● **INSTRUCTIONS FOR THE TASK**: Copy, from the material below, each line where "attempts" shows up.

● **THE DATA**:
Content starts
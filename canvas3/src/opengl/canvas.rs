use canvas3_types::{ClipRect, PixelFormat};

use crate::{
    canvas::{Canvas, CanvasCommon, CanvasServices},
    config::SharedConfig,
    opengl::picker::PixelFormatPicker,
    platform::{HeadlessPlatform, PlatformCanvas},
    registry::CanvasRegistry,
    CanvasError,
};

/// Platform hooks an OpenGL canvas needs on top of [`PlatformCanvas`].
pub trait GlPlatform: PlatformCanvas {
    /// Tries to create a context with `format`. False when the display
    /// driver does not support it.
    fn accept_pixel_format(&mut self, format: &PixelFormat) -> bool;

    fn swap_buffers(&mut self) {}
}

impl GlPlatform for HeadlessPlatform {
    fn accept_pixel_format(&mut self, _format: &PixelFormat) -> bool {
        true
    }
}

/// A canvas backed by an OpenGL context. Opening negotiates a pixel format
/// with the platform before the window is created.
pub struct GlCanvas<P: GlPlatform> {
    common: CanvasCommon<P>,
    picker: PixelFormatPicker,
    current_format: PixelFormat,
    config: Option<SharedConfig>,
}

impl<P: GlPlatform> GlCanvas<P> {
    pub fn new(platform: P, registry: &CanvasRegistry) -> Self {
        Self {
            common: CanvasCommon::new(platform, registry),
            picker: PixelFormatPicker::default(),
            current_format: PixelFormat::default(),
            config: None,
        }
    }

    /// The format the platform accepted. All zero before opening.
    pub fn current_format(&self) -> PixelFormat {
        self.current_format
    }

    pub fn multi_samples(&self) -> i32 {
        self.current_format.multi_samples()
    }

    fn choose_pixel_format(&mut self) -> Result<PixelFormat, CanvasError> {
        profiling::scope!("GlCanvas::choose_pixel_format");
        let config = self.config.as_ref().ok_or(CanvasError::NotInitialized)?;
        self.picker.reset(&*config.read(), self.common.color_depth());

        let mut attempts = 0;
        while let Some(format) = self.picker.next_format() {
            attempts += 1;
            if self.common.platform_mut().accept_pixel_format(&format) {
                return Ok(format);
            }
            log::debug!("Pixel format rejected: {format}");
        }
        Err(CanvasError::NoSuitablePixelFormat { attempts })
    }
}

impl<P: GlPlatform> Canvas for GlCanvas<P> {
    type Platform = P;

    fn common(&self) -> &CanvasCommon<P> {
        &self.common
    }

    fn common_mut(&mut self) -> &mut CanvasCommon<P> {
        &mut self.common
    }

    fn initialize(&mut self, services: &CanvasServices) {
        self.common.initialize(services);
        self.config = Some(services.config.clone());
    }

    fn canvas_open(&mut self) -> Result<(), CanvasError> {
        if self.common.is_open() {
            return Ok(());
        }

        let format = self.choose_pixel_format()?;
        self.current_format = format;
        self.common.canvas_open()?;

        let size = self.common.framebuffer_size();
        let mode = match self.common.is_full_screen() {
            true => "full screen",
            false => "windowed",
        };
        log::info!("Using {mode} mode at resolution {}x{}.", size.x, size.y);
        log::info!("Pixel format: {format}");
        if format.color_bits() < 24 {
            log::warn!(
                "Color depth is {} bits, colors will look banded. Use at least 24 bits.",
                format.color_bits()
            );
        }
        Ok(())
    }

    fn print(&mut self, _area: Option<ClipRect>) {
        self.common.platform_mut().swap_buffers();
    }
}

#[cfg(test)]
mod tests {
    use canvas3_types::PixelFormatValue;

    use super::*;
    use crate::config::{ConfigFile, ConfigManager, PRIORITY_APPLICATION};

    struct Picky {
        max_depth: i32,
        tried: Vec<PixelFormat>,
    }

    impl PlatformCanvas for Picky {
        fn open_window(&mut self, _desc: &crate::platform::WindowDescriptor) -> bool {
            true
        }

        fn close_window(&mut self) {}
    }

    impl GlPlatform for Picky {
        fn accept_pixel_format(&mut self, format: &PixelFormat) -> bool {
            self.tried.push(*format);
            format[PixelFormatValue::DepthBits] <= self.max_depth
        }
    }

    fn services() -> CanvasServices {
        let mut config = ConfigManager::new();
        config.add_layer(
            "test",
            PRIORITY_APPLICATION,
            ConfigFile::from_pairs([
                ("Video.ScreenDepth", "32"),
                ("Video.OpenGL.FormatPicker.ReductionOrder", "dc"),
                ("Video.OpenGL.FormatPicker.DepthBits", "32,24,16"),
                ("Video.OpenGL.FormatPicker.ColorBits", "32"),
            ]),
        );
        CanvasServices::new(config.into_shared())
    }

    #[test]
    fn opens_with_first_accepted_format() {
        let mut canvas = GlCanvas::new(
            Picky {
                max_depth: 24,
                tried: Vec::new(),
            },
            &CanvasRegistry::new(),
        );
        canvas.initialize(&services());
        canvas.canvas_open().unwrap();
        assert!(canvas.is_open());
        assert_eq!(canvas.current_format()[PixelFormatValue::DepthBits], 24);
        assert_eq!(canvas.common().platform().tried.len(), 2);
        assert_eq!(canvas.multi_samples(), 0);
    }

    #[test]
    fn exhaustion_fails_open() {
        let mut canvas = GlCanvas::new(
            Picky {
                max_depth: 8,
                tried: Vec::new(),
            },
            &CanvasRegistry::new(),
        );
        canvas.initialize(&services());
        assert!(matches!(
            canvas.canvas_open(),
            Err(CanvasError::NoSuitablePixelFormat { attempts: 3 })
        ));
        assert!(!canvas.is_open());
    }

    #[test]
    fn open_needs_initialize() {
        let mut canvas = GlCanvas::new(HeadlessPlatform::new(), &CanvasRegistry::new());
        assert!(matches!(canvas.canvas_open(), Err(CanvasError::NotInitialized)));
    }
}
Content ends
● **REPLY TO THE EXERCISE**:
        let mut attempts = 0;
            attempts += 1;
        Err(CanvasError::NoSuitablePixelFormat { attempts })
            Err(CanvasError::NoSuitablePixelFormat { attempts: 3 })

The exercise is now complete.